In the high ecological environment, nearby the 5mtr high waterfall at Laggan Spout, part of the Caledonian Canal nearby Laggan Lock and Fort William, the canal had to be deepened. These mainly recreational ships had to be prevented from grounding . Scottish Canals asked her main contractor Mackenzie Construction Ltd to hire in hydraulic dredging specialist Royal Smals to remove approximately 12,500m3 of superfluous sediment out of the canal.

After a first investigation on site, and gathering enough sediment samples together with some crucial tests in the Royal Smals laboratory, the design of the project was developed. Several fruitful meetings with the cooperative team (Scottish Canals, Mackenzie Construction Ltd, Suricates; international reuse of sediment network represented by University of Strathclyde, Royal Smals, canal users, local people knowing the environment), Royal Smals designed the 100% circular approach of the dredging campaign. Separation of the dredged up material into at least 4 reusable flows of raw material was the outcome. And the idea wa to reuse all sediments after gathering it.

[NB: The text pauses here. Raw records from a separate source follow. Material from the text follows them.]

use regex::Regex;
use std::sync::OnceLock;

static FENCE_PATTERN: OnceLock<Regex> = OnceLock::new();

/// Matches a fenced code block spanning the entire (trimmed) input:
/// optional language tag, one newline, body, one newline, closing fence.
fn fence_pattern() -> &'static Regex {
    FENCE_PATTERN.get_or_init(|| {
        Regex::new(r"(?s)\A```[A-Za-z0-9_+-]*[ \t]*\r?\n(.*)\r?\n```\z")
            .expect("fence pattern is valid")
    })
}

/// Removes a single enclosing markdown code fence, if present.
///
/// The fence must cover the whole trimmed input; fences that only partially
/// cover the text, and fences nested inside the body, are left untouched.
/// Stripping an already-stripped text is a no-op.
pub fn strip_code_fence(text: &str) -> &str {
    let trimmed = text.trim();
    match fence_pattern().captures(trimmed) {
        Some(caps) => caps
            .get(1)
            .map(|body| body.as_str().trim())
            .unwrap_or(trimmed),
        None => trimmed,
    }
}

The 10-inch Cutter Suction Dredger ‘Pioneer’ with additive equipment Multi Cat Pontoon (to get the gasoil tank refilled) and a workboat were, together with the 500 meters of pipeline for sediment transportation, deployed to dredge the sediment from the bed of the Caladonian Canal to the ‘treatment site’.

The total amount of 12,500m3 of sediment was pumped into a special hired innovative separation installation to first sieve the finer particles (broken leaves, organic material) ánd separate the big stones and shingles. Afterwards the approximately 10,000m3 of sand and silt were lead into the higher located lagoon to separate all the sand by gravition. Connected with a wooden cascade waterbox the left over silt was gathered into the lower lagoon.

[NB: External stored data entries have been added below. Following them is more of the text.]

/// End-to-end test of the generation request pipeline with a canned model
/// client: fence-strip, array extraction, validation, binary decoding,
/// sanitization and persistence, without any live network dependency.
use plugforge::contexts::{GenerationRequest, LlmClient, RequestError, UpstreamError};
use plugforge::data::SanitizationPolicy;
use std::fs;
use std::path::PathBuf;

/// Answers the metadata prompt and the file-generation prompt with canned
/// responses, telling them apart by their instruction text.
struct ScriptedLlm {
    metadata: String,
    files: String,
}

impl LlmClient for ScriptedLlm {
    fn generate(&self, prompt: &str) -> Result<String, UpstreamError> {
        if prompt.contains("extracts metadata") {
            Ok(self.metadata.clone())
        } else {
            Ok(self.files.clone())
        }
    }
}

fn test_root(name: &str) -> PathBuf {
    let root = std::env::temp_dir().join(format!(
        "plugforge_e2e_{}_{}",
        name,
        std::process::id()
    ));
    let _ = fs::remove_dir_all(&root);
    root
}

#[test]
fn prose_wrapped_response_ends_up_on_disk() {
    let root = test_root("prose");
    let client = ScriptedLlm {
        metadata: "{\"plugin_name\": \"Echo\", \"main_class_name\": \"Echo\"}".to_string(),
        files: "Here you go:\n```json\n[{\"path\":\"a/b.txt\",\"content\":\"hi\"}]\n```".to_string(),
    };

    let request = GenerationRequest::new(
        "create plugin Echo".to_string(),
        root.clone(),
        SanitizationPolicy::default(),
        client,
    );
    let outcome = request.run().expect("generation should succeed");

    assert_eq!(outcome.files.len(), 1);
    assert_eq!(outcome.files[0].path, "a/b.txt");
    assert_eq!(outcome.files[0].size_bytes, 2);
    assert_eq!(fs::read_to_string(root.join("a/b.txt")).unwrap(), "hi");
    assert_eq!(outcome.steps.len(), 4);
    assert!(outcome.steps[2].contains("1 files generated"));

    let _ = fs::remove_dir_all(&root);
}

#[test]
fn binary_records_are_decoded_before_writing() {
    let root = test_root("binary");
    // "AAECAw==" is the base64 encoding of the bytes [0, 1, 2, 3].
    let client = ScriptedLlm {
        metadata: "{}".to_string(),
        files: "[{\"path\":\"GENERATED_PLUGIN/src/main/resources/icons/icon.png\",\
                 \"content\":\"AAECAw==\"},\
                {\"path\":\"GENERATED_PLUGIN/README.md\",\"content\":\"# Plugin\"}]"
            .to_string(),
    };

    let request = GenerationRequest::new(
        "an icon plugin".to_string(),
        root.clone(),
        SanitizationPolicy::default(),
        client,
    );
    let outcome = request.run().expect("generation should succeed");

    assert!(outcome.decode_warnings.is_empty());
    let icon = fs::read(root.join("GENERATED_PLUGIN/src/main/resources/icons/icon.png")).unwrap();
    assert_eq!(icon, vec![0, 1, 2, 3]);
    assert_eq!(
        fs::read_to_string(root.join("GENERATED_PLUGIN/README.md")).unwrap(),
        "# Plugin"
    );
    // The written size is the decoded size, not the base64 text length.
    assert_eq!(outcome.files[0].size_bytes, 4);

    let _ = fs::remove_dir_all(&root);
}

#[test]
fn malformed_base64_keeps_the_batch_alive() {
    let root = test_root("badbase64");
    let client = ScriptedLlm {
        metadata: "{}".to_string(),
        files: "[{\"path\":\"icon.png\",\"content\":\"certainly not base64!\"}]".to_string(),
    };

    let request = GenerationRequest::new(
        "an icon plugin".to_string(),
        root.clone(),
        SanitizationPolicy::default(),
        client,
    );
    let outcome = request.run().expect("decode failures are non-fatal");

    assert_eq!(outcome.decode_warnings.len(), 1);
    assert_eq!(outcome.decode_warnings[0].path, "icon.png");
    // The record degrades to its text payload.
    assert_eq!(
        fs::read_to_string(root.join("icon.png")).unwrap(),
        "certainly not base64!"
    );

    let _ = fs::remove_dir_all(&root);
}

#[test]
fn dicom_requests_sanitize_generated_java() {
    let root = test_root("dicom");
    let java = "package com.example;\\n\
                import org.dcm4che3.net.Connection;\\n\
                public class DicomAnalyzerPlugin {\\n\
                    private final org.dcm4che3.net.Connection connection = new org.dcm4che3.net.Connection();\\n\
                }\\n";
    let client = ScriptedLlm {
        metadata: "{\"dicom_enabled\": true}".to_string(),
        files: format!(
            "[{{\"path\":\"GENERATED_PLUGIN/src/main/java/com/example/DicomAnalyzerPlugin.java\",\
              \"content\":\"{}\"}}]",
            java
        ),
    };

    let request = GenerationRequest::new(
        "a DICOM C-FIND plugin".to_string(),
        root.clone(),
        SanitizationPolicy::default(),
        client,
    );
    let outcome = request.run().expect("generation should succeed");

    // Both the import and the field referenced forbidden tokens, so the
    // class collapsed to an empty body and was replaced by the stub.
    assert_eq!(
        outcome.stubbed_paths,
        vec!["GENERATED_PLUGIN/src/main/java/com/example/DicomAnalyzerPlugin.java".to_string()]
    );
    let written = fs::read_to_string(
        root.join("GENERATED_PLUGIN/src/main/java/com/example/DicomAnalyzerPlugin.java"),
    )
    .unwrap();
    assert!(written.starts_with("package com.example;"));
    assert!(written.contains("public class DicomAnalyzerPlugin {"));
    assert!(!written.contains("dcm4che"));

    let _ = fs::remove_dir_all(&root);
}

#[test]
fn degenerate_generation_fails_the_request() {
    let root = test_root("degenerate");
    let content = "// ...\\n".repeat(6);
    let client = ScriptedLlm {
        metadata: "{}".to_string(),
        files: format!("[{{\"path\":\"a.java\",\"content\":\"{}\"}}]", content),
    };

    let request = GenerationRequest::new(
        "a plugin".to_string(),
        root.clone(),
        SanitizationPolicy::default(),
        client,
    );
    let error = request.run().unwrap_err();

    assert!(matches!(error, RequestError::Generation(_)));
    assert!(error.to_string().contains("runaway generation"));
    assert!(!root.exists());
}

#[test]
fn metadata_transport_failure_aborts_the_request() {
    struct DownLlm;

    impl LlmClient for DownLlm {
        fn generate(&self, _prompt: &str) -> Result<String, UpstreamError> {
            Err(UpstreamError::Request("connection refused".to_string()))
        }
    }

    let request = GenerationRequest::new(
        "a plugin".to_string(),
        test_root("down"),
        SanitizationPolicy::default(),
        DownLlm,
    );
    let error = request.run().unwrap_err();

    assert!(matches!(error, RequestError::Metadata(_)));
    assert!(error
        .to_string()
        .starts_with("metadata extraction failed:"));
}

By using the 10-inch CSD with its gently manoeuvring articulated swing ladder moving slowly over the bottom of the canal, nature and eco-life were hardly disturbed. By transporting all the sediment to the sieve and afterwards to two special designed lagoons, the outcome of the works where impressive.

Coarse fraction will be reused in civil- ,construction or gardening works, the very fine organic particles can be reused as compost or fertilizer for farmers. The sand left in the upper lagoon, can be sold to either concrete industry, as additive for asphalt or for construction purposes. The silt left in the lower lagoon can be reused as fertilizer of the local

For this project the required permits and licences were awarded by Scottish authority SEPA. Apart from that local authorities like the council were involved in the permission for this challenging approach as well.

The innovative project was completed in altogether 4 weeks. Client and contractors were satisfied with the outcome; a completely circular project with 100% well separated, reusable raw materials as good example for future maintenance dredging projects.